La tradición nos cuenta que María, siendo niña, fue presentada en el templo por sus padres. A más de veintiún siglos, volvemos a celebrar litúrgicamente el mismo acontecimiento, y a poner en esta mujer gloriosa con corazón evangélico de niño, las innumerables vidas y experiencias que a través de todos estos años ha ido acumulando la historia de la iglesia y de toda la humanidad.
El libro del Apocalipsis nos muestra al “León de la tribu de Judá”, el descendiente de David, que es capaz de abrir el libro y los siete sellos, al Cordero degollado y resucitado, que con su sangre ha comprado para Dios hombres de toda raza pueblo y nación y, de alguna manera, nos ha hecho entrar con Él a su reino en los cielos. El mismo que en la tierra lloró al ver que sus paisanos no aceptaban la salvación, es el vencedor que entregará al Padre todo lo que creó por él y para él. Él es sacerdote eterno que permanece para siempre intercediendo por sus hermanos, el que desde toda la eternidad destinó a María para ser Madre de la nueva humanidad.

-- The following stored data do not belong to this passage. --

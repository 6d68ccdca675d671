use std::fs::{self, OpenOptions};
use std::io;
use std::path::{Path, PathBuf};
use std::sync::Mutex;

use tracing_subscriber::EnvFilter;

use crate::app_dirs::AppDirs;

/// Environment variable holding a tracing filter directive
pub const LOG_ENV: &str = "KWIZ_LOG";

/// Route tracing output to a log file; the terminal belongs to the UI.
///
/// Returns the log file path, or `None` when no location could be resolved.
pub fn init(verbose: bool) -> io::Result<Option<PathBuf>> {
    let Some(path) = AppDirs::log_path() else {
        return Ok(None);
    };
    init_at(&path, verbose)?;
    Ok(Some(path))
}

pub fn init_at(path: &Path, verbose: bool) -> io::Result<()> {
    if let Some(parent) = path.parent() {
        fs::create_dir_all(parent)?;
    }
    let file = OpenOptions::new().create(true).append(true).open(path)?;

    let default_level = if verbose { "debug" } else { "info" };
    let filter = EnvFilter::try_from_env(LOG_ENV).unwrap_or_else(|_| EnvFilter::new(default_level));

    // a second init (tests, embedding) keeps the first subscriber
    let _ = tracing_subscriber::fmt()
        .with_env_filter(filter)
        .with_writer(Mutex::new(file))
        .with_ansi(false)
        .try_init();
    Ok(())
}
impl App {
    pub fn new(config: &Config, catalog: SubjectCatalog, sound: Rc<dyn SoundPort>) -> Self {
        Self {
            catalog,
            slot: SubjectSlot::new(config.session_options(), sound),
            state: AppState::Quiz,
            cursor: 0,
            scroll: 0,
            picker_index: 0,
            next_hint: None,
            status: None,
            entry: None,
            ticks: 0,
        }
    }

    pub fn subject(&self) -> Option<&SubjectConfig> {
        self.slot.subject().and_then(|key| self.catalog.get(key))
    }

    pub fn current_question(&self) -> Option<&Question> {
        self.slot
            .state()
            .session()
            .and_then(|s| s.question(self.cursor))
    }

    pub fn open_subject(&mut self, key: &str) -> Action {
        let Some(subject) = self.catalog.get(key).cloned() else {
            self.status = Some(format!("unknown subject `{key}`"));
            return Action::None;
        };

        let ticket = self.slot.begin(&subject.key);
        self.entry = None;
        self.cursor = 0;
        self.scroll = 0;
        self.next_hint = None;
        self.state = AppState::Quiz;
        Action::Load(LoadRequest {
            ticket,
            location: subject.location(),
        })
    }

    pub fn reload(&mut self) -> Action {
        match self.slot.subject().map(str::to_string) {
            Some(key) => self.open_subject(&key),
            None => Action::None,
        }
    }

    pub fn on_loaded(&mut self, outcome: LoadOutcome) {
        if self.slot.complete(outcome) {
            self.cursor = 0;
            self.scroll = 0;
            self.next_hint = None;
        }
    }

    pub fn on_tick(&mut self) -> bool {
        if self.slot.state().is_loading() {
            self.ticks = self.ticks.wrapping_add(1);
            return true;
        }
        false
    }

    pub fn handle_key(&mut self, key: KeyEvent) -> Action {
        if key.modifiers.contains(KeyModifiers::CONTROL) && key.code == KeyCode::Char('c') {
            return Action::Quit;
        }
        self.status = None;

        match self.state {
            AppState::Quiz => self.on_quiz_key(key),
            AppState::SubjectPicker => self.on_picker_key(key),
            AppState::Help => {
                self.state = AppState::Quiz;
                Action::None
            }
        }
    }

    fn on_quiz_key(&mut self, key: KeyEvent) -> Action {
        if let Some(entry) = self.entry.take() {
            match key.code {
                KeyCode::Char(c) if c.is_ascii_digit() => {
                    return self.enter_digit(entry, c as usize - '0' as usize)
                }
                KeyCode::Enter if entry.value > 0 => return self.finish_entry(entry.target, entry.value),
                KeyCode::Esc | KeyCode::Backspace => return Action::None,
                // anything else abandons the number and is handled as usual
                _ => {}
            }
        }

        match key.code {
            KeyCode::Esc | KeyCode::Char('q') => Action::Quit,
            KeyCode::Char('?') => {
                self.state = AppState::Help;
                Action::None
            }
            KeyCode::Char('s') => {
                self.picker_index = self
                    .slot
                    .subject()
                    .and_then(|key| self.catalog.position(key))
                    .unwrap_or(0);
                self.state = AppState::SubjectPicker;
                Action::None
            }
            KeyCode::Char('r') => self.reload(),
            KeyCode::Up | KeyCode::Char('k') | KeyCode::BackTab => {
                self.focus(self.cursor.saturating_sub(1));
                Action::None
            }
            KeyCode::Down | KeyCode::Char('j') | KeyCode::Tab => {
                self.focus(self.cursor + 1);
                Action::None
            }
            KeyCode::PageUp => {
                self.scroll = self.scroll.saturating_sub(SCROLL_STEP);
                Action::None
            }
            KeyCode::PageDown => {
                self.scroll = self.scroll.saturating_add(SCROLL_STEP);
                Action::None
            }
            KeyCode::Char(c) if c.is_ascii_digit() => match self.current_question() {
                Some(question) => {
                    let entry = NumberEntry {
                        target: EntryTarget::Option,
                        value: 0,
                        max: question.option_count(),
                    };
                    self.enter_digit(entry, c as usize - '0' as usize)
                }
                None => Action::None,
            },
            KeyCode::Enter | KeyCode::Char('c') => {
                self.check();
                Action::None
            }
            KeyCode::Char('p') => {
                self.toggle_points();
                Action::None
            }
            KeyCode::Char('o') => self.open_link(),
            KeyCode::Char('m') => self.map_lookup(),
            KeyCode::Char('g') => self.concept_lookup(),
            _ => Action::None,
        }
    }

    fn on_picker_key(&mut self, key: KeyEvent) -> Action {
        match key.code {
            KeyCode::Esc | KeyCode::Char('s') | KeyCode::Char('q') => {
                self.state = AppState::Quiz;
                Action::None
            }
            KeyCode::Up | KeyCode::Char('k') => {
                self.picker_index = self.picker_index.saturating_sub(1);
                Action::None
            }
            KeyCode::Down | KeyCode::Char('j') => {
                if self.picker_index + 1 < self.catalog.len() {
                    self.picker_index += 1;
                }
                Action::None
            }
            KeyCode::Enter => match self.catalog.by_index(self.picker_index) {
                Some(subject) => {
                    let key = subject.key.clone();
                    self.open_subject(&key)
                }
                None => Action::None,
            },
            _ => Action::None,
        }
    }

    /// Extend `entry` by one digit. The number is used as soon as no further
    /// digit could keep it in range; otherwise it waits for more or Enter.
    fn enter_digit(&mut self, entry: NumberEntry, digit: usize) -> Action {
        let value = entry.value * 10 + digit;
        if value == 0 || value > entry.max {
            self.status = Some(match entry.target {
                EntryTarget::Option => format!("no option {value}"),
                EntryTarget::Link => format!("no link [{value}]"),
            });
            return Action::None;
        }
        if value * 10 > entry.max {
            return self.finish_entry(entry.target, value);
        }

        self.entry = Some(NumberEntry { value, ..entry });
        self.status = Some(format!("{value}_  more digits or (enter)"));
        Action::None
    }

    fn finish_entry(&mut self, target: EntryTarget, value: usize) -> Action {
        match target {
            EntryTarget::Option => {
                self.select(value - 1);
                Action::None
            }
            EntryTarget::Link => match self.revealed_links().into_iter().nth(value - 1) {
                Some(url) => Action::Open(url),
                None => {
                    self.status = Some(format!("no link [{value}]"));
                    Action::None
                }
            },
        }
    }

    fn focus(&mut self, question: usize) {
        let len = self.slot.state().session().map_or(0, |s| s.len());
        let target = question.min(len.saturating_sub(1));
        if target != self.cursor {
            self.cursor = target;
            self.scroll = 0;
        }
        if self.next_hint == Some(self.cursor) {
            self.next_hint = None;
        }
    }

    fn select(&mut self, option: usize) {
        let cursor = self.cursor;
        let Some(session) = self.slot.state_mut().session_mut() else {
            return;
        };
        match session.select_option(cursor, option) {
            Ok(selection) => self.next_hint = selection.advance_to,
            Err(err) => self.status = Some(err.to_string()),
        }
    }

    fn check(&mut self) {
        let cursor = self.cursor;
        let Some(session) = self.slot.state_mut().session_mut() else {
            return;
        };
        if session.selected_option(cursor).is_none() {
            self.status = Some("pick an answer first".to_string());
            return;
        }
        if let Err(err) = session.reveal_explanation(cursor) {
            self.status = Some(err.to_string());
        }
    }

    fn toggle_points(&mut self) {
        let cursor = self.cursor;
        let Some(session) = self.slot.state_mut().session_mut() else {
            return;
        };
        if !session.is_explanation_visible(cursor) {
            self.status = Some("check your answer before claiming points".to_string());
            return;
        }
        if let Err(err) = session.toggle_score(cursor) {
            self.status = Some(err.to_string());
        }
    }

    fn revealed_question(&self) -> Option<&Question> {
        let session = self.slot.state().session()?;
        if !session.is_explanation_visible(self.cursor) {
            return None;
        }
        self.current_question()
    }

    fn revealed_links(&self) -> Vec<String> {
        self.revealed_question()
            .filter(|_| self.subject().is_some_and(|s| s.hints.markdown))
            .map(|q| render_markdown(q.explanation()).links)
            .unwrap_or_default()
    }

    fn open_link(&mut self) -> Action {
        let mut links = self.revealed_links();
        match links.len() {
            0 => {
                self.status = Some("no link to open".to_string());
                Action::None
            }
            1 => Action::Open(links.remove(0)),
            count => {
                self.entry = Some(NumberEntry {
                    target: EntryTarget::Link,
                    value: 0,
                    max: count,
                });
                self.status = Some(format!("open which link? (1-{count})"));
                Action::None
            }
        }
    }

    fn map_lookup(&mut self) -> Action {
        let enabled = self.subject().is_some_and(|s| s.hints.map_lookup);
        let url = self
            .revealed_question()
            .filter(|_| enabled)
            .and_then(|q| q.extra("location"))
            .and_then(map_lookup_url);
        match url {
            Some(url) => Action::Open(url),
            None => {
                self.status = Some("no location to show".to_string());
                Action::None
            }
        }
    }

    fn concept_lookup(&mut self) -> Action {
        let enabled = self.subject().is_some_and(|s| s.hints.concept_lookup);
        let url = self
            .revealed_question()
            .filter(|_| enabled)
            .and_then(|q| q.concept())
            .and_then(concept_lookup_url);
        match url {
            Some(url) => Action::Open(url),
            None => {
                self.status = Some("no concept to look up".to_string());
                Action::None
            }
        }
    }
}
//! Explanation text rendering for the terminal.
//!
//! Markdown is flattened into styled ratatui lines. Links are underlined,
//! numbered in reading order and collected so the UI can open them.

use itertools::Itertools;
use pulldown_cmark::{Event, HeadingLevel, Options, Parser, Tag, TagEnd};
use ratatui::{
    style::{Color, Modifier, Style},
    text::{Line, Span},
};

#[derive(Debug, Clone, Default, PartialEq)]
pub struct RenderedText {
    pub lines: Vec<Line<'static>>,
    pub links: Vec<String>,
}

impl RenderedText {
    /// Lines joined without styling, mostly useful for assertions
    pub fn plain(&self) -> String {
        self.lines
            .iter()
            .map(|line| {
                line.spans
                    .iter()
                    .map(|s| s.content.as_ref())
                    .collect::<String>()
            })
            .join("\n")
    }
}

/// Plain text, one terminal line per source line.
pub fn render_plain(input: &str) -> RenderedText {
    RenderedText {
        lines: input
            .lines()
            .map(|l| Line::from(l.to_string()))
            .collect(),
        links: Vec::new(),
    }
}

pub fn render_markdown(input: &str) -> RenderedText {
    let mut options = Options::empty();
    options.insert(Options::ENABLE_STRIKETHROUGH);

    let mut writer = LineWriter::default();
    for event in Parser::new_ext(input, options) {
        writer.handle(event);
    }
    writer.finish()
}

#[derive(Default)]
struct LineWriter {
    lines: Vec<Line<'static>>,
    current: Vec<Span<'static>>,
    styles: Vec<Style>,
    links: Vec<String>,
    // `None` for bullet lists, `Some(next number)` for ordered ones
    lists: Vec<Option<u64>>,
    in_code_block: bool,
}

impl LineWriter {
    fn style(&self) -> Style {
        self.styles
            .iter()
            .fold(Style::default(), |acc, s| acc.patch(*s))
    }

    fn push_text(&mut self, text: &str) {
        let style = self.style();
        self.current.push(Span::styled(text.to_string(), style));
    }

    fn flush(&mut self) {
        if !self.current.is_empty() {
            self.lines.push(Line::from(std::mem::take(&mut self.current)));
        }
    }

    fn blank(&mut self) {
        self.flush();
        if self.lines.last().is_some_and(|l| !l.spans.is_empty()) {
            self.lines.push(Line::default());
        }
    }

    fn handle(&mut self, event: Event<'_>) {
        match event {
            Event::Start(tag) => self.start(tag),
            Event::End(tag) => self.end(tag),
            Event::Text(text) => {
                if self.in_code_block {
                    let mut parts = text.split('\n').peekable();
                    while let Some(part) = parts.next() {
                        if !part.is_empty() {
                            self.push_text(part);
                        }
                        if parts.peek().is_some() {
                            self.flush();
                        }
                    }
                } else {
                    self.push_text(&text);
                }
            }
            Event::Code(code) => {
                self.styles.push(Style::default().fg(Color::Yellow));
                self.push_text(&code);
                self.styles.pop();
            }
            Event::SoftBreak => self.push_text(" "),
            Event::HardBreak => self.flush(),
            Event::Rule => {
                self.blank();
                self.lines.push(Line::from("────────"));
            }
            Event::InlineHtml(html) | Event::Html(html) => self.push_text(&html),
            _ => {}
        }
    }

    fn start(&mut self, tag: Tag<'_>) {
        match tag {
            Tag::Paragraph => {}
            Tag::Heading { level, .. } => {
                self.blank();
                let style = match level {
                    HeadingLevel::H1 | HeadingLevel::H2 => Style::default()
                        .add_modifier(Modifier::BOLD | Modifier::UNDERLINED),
                    _ => Style::default().add_modifier(Modifier::BOLD),
                };
                self.styles.push(style);
            }
            Tag::BlockQuote(_) => {
                self.flush();
                self.styles
                    .push(Style::default().add_modifier(Modifier::ITALIC).fg(Color::Gray));
                self.push_text("│ ");
            }
            Tag::CodeBlock(_) => {
                self.blank();
                self.in_code_block = true;
                self.styles.push(Style::default().fg(Color::Yellow));
            }
            Tag::List(start) => {
                self.flush();
                self.lists.push(start);
            }
            Tag::Item => {
                self.flush();
                let depth = self.lists.len().saturating_sub(1);
                let marker = match self.lists.last_mut() {
                    Some(Some(n)) => {
                        let marker = format!("{n}. ");
                        *n += 1;
                        marker
                    }
                    _ => "• ".to_string(),
                };
                self.current.push(Span::raw(format!("{}{marker}", "  ".repeat(depth))));
            }
            Tag::Emphasis => self
                .styles
                .push(Style::default().add_modifier(Modifier::ITALIC)),
            Tag::Strong => self.styles.push(Style::default().add_modifier(Modifier::BOLD)),
            Tag::Strikethrough => self
                .styles
                .push(Style::default().add_modifier(Modifier::CROSSED_OUT)),
            Tag::Link { dest_url, .. } => {
                self.links.push(dest_url.to_string());
                self.styles.push(
                    Style::default()
                        .fg(Color::Blue)
                        .add_modifier(Modifier::UNDERLINED),
                );
            }
            _ => {}
        }
    }

    fn end(&mut self, tag: TagEnd) {
        match tag {
            TagEnd::Paragraph => self.blank(),
            TagEnd::Heading(_) => {
                self.styles.pop();
                self.blank();
            }
            TagEnd::BlockQuote(_) => {
                self.styles.pop();
                self.blank();
            }
            TagEnd::CodeBlock => {
                self.in_code_block = false;
                self.styles.pop();
                self.blank();
            }
            TagEnd::List(_) => {
                self.lists.pop();
                if self.lists.is_empty() {
                    self.blank();
                } else {
                    self.flush();
                }
            }
            TagEnd::Item => self.flush(),
            TagEnd::Emphasis | TagEnd::Strong | TagEnd::Strikethrough => {
                self.styles.pop();
            }
            TagEnd::Link => {
                self.styles.pop();
                let marker = format!(" [{}]", self.links.len());
                self.current
                    .push(Span::styled(marker, Style::default().fg(Color::DarkGray)));
            }
            _ => {}
        }
    }

    fn finish(mut self) -> RenderedText {
        self.flush();
        while self.lines.last().is_some_and(|l| l.spans.is_empty()) {
            self.lines.pop();
        }
        RenderedText {
            lines: self.lines,
            links: self.links,
        }
    }
}

#[cfg(test)]
mod tests {
    use super::*;

    #[test]
    fn paragraphs_are_separated_by_blank_lines() {
        let rendered = render_markdown("First line\ncontinues.\n\nSecond paragraph.");
        assert_eq!(rendered.plain(), "First line continues.\n\nSecond paragraph.");
    }

    #[test]
    fn strong_text_is_bold() {
        let rendered = render_markdown("It is **56**.");
        let bold = rendered.lines[0]
            .spans
            .iter()
            .find(|s| s.content == "56")
            .unwrap();
        assert!(bold.style.add_modifier.contains(Modifier::BOLD));
    }

    #[test]
    fn links_are_collected_and_numbered() {
        let rendered = render_markdown(
            "See [perimeter](https://en.wikipedia.org/wiki/Perimeter) and [area](https://en.wikipedia.org/wiki/Area).",
        );
        assert_eq!(
            rendered.links,
            vec![
                "https://en.wikipedia.org/wiki/Perimeter".to_string(),
                "https://en.wikipedia.org/wiki/Area".to_string()
            ]
        );
        assert_eq!(rendered.plain(), "See perimeter [1] and area [2].");

        let link = rendered.lines[0]
            .spans
            .iter()
            .find(|s| s.content == "perimeter")
            .unwrap();
        assert_eq!(link.style.fg, Some(Color::Blue));
        assert!(link.style.add_modifier.contains(Modifier::UNDERLINED));
    }

    #[test]
    fn lists_get_markers() {
        let rendered = render_markdown("- apples\n- pears\n\n1. one\n2. two");
        assert_eq!(rendered.plain(), "• apples\n• pears\n\n1. one\n2. two");
    }

    #[test]
    fn code_blocks_keep_lines() {
        let rendered = render_markdown("```\nlet x = 1;\nlet y = 2;\n```");
        assert_eq!(rendered.plain(), "let x = 1;\nlet y = 2;");
    }

    #[test]
    fn plain_rendering_keeps_line_breaks() {
        let rendered = render_plain("a\nb\n\nc");
        assert_eq!(rendered.lines.len(), 4);
        assert!(rendered.links.is_empty());
        assert_eq!(rendered.plain(), "a\nb\n\nc");
    }

    #[test]
    fn empty_input_renders_nothing() {
        assert!(render_markdown("").lines.is_empty());
    }
}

A este Jesucristo triunfante, que en la tierra derramó lágrimas por la dureza del corazón de sus hermanos, hoy presentamos a su Madre, disfruto más colmado de su redención. Y depositamos en sus manos nuestra esperanza de paz para los pueblos, de alivio para los que sufren, de salud para los enfermos, de oportunidades para los que no son tenidos en cuenta, de conversión para los que no conocen a su Hijo o se han alejado de Él. La presentamos, ya no niña, sino gloriosa y colmada de nuestras necesidades; con la certeza de que su poderosa intercesión alcanzará para cada uno lo que necesita.
¡Que ella que acompañó todos los momentos de la vida de Jesús en la tierra, siga siendo para nosotros vida, dulzura y esperanza nuestra! ¡La que en el cielo consigue para nosotros lo que nosotros mismos, no sabemos, o no nos atrevemos a pedir!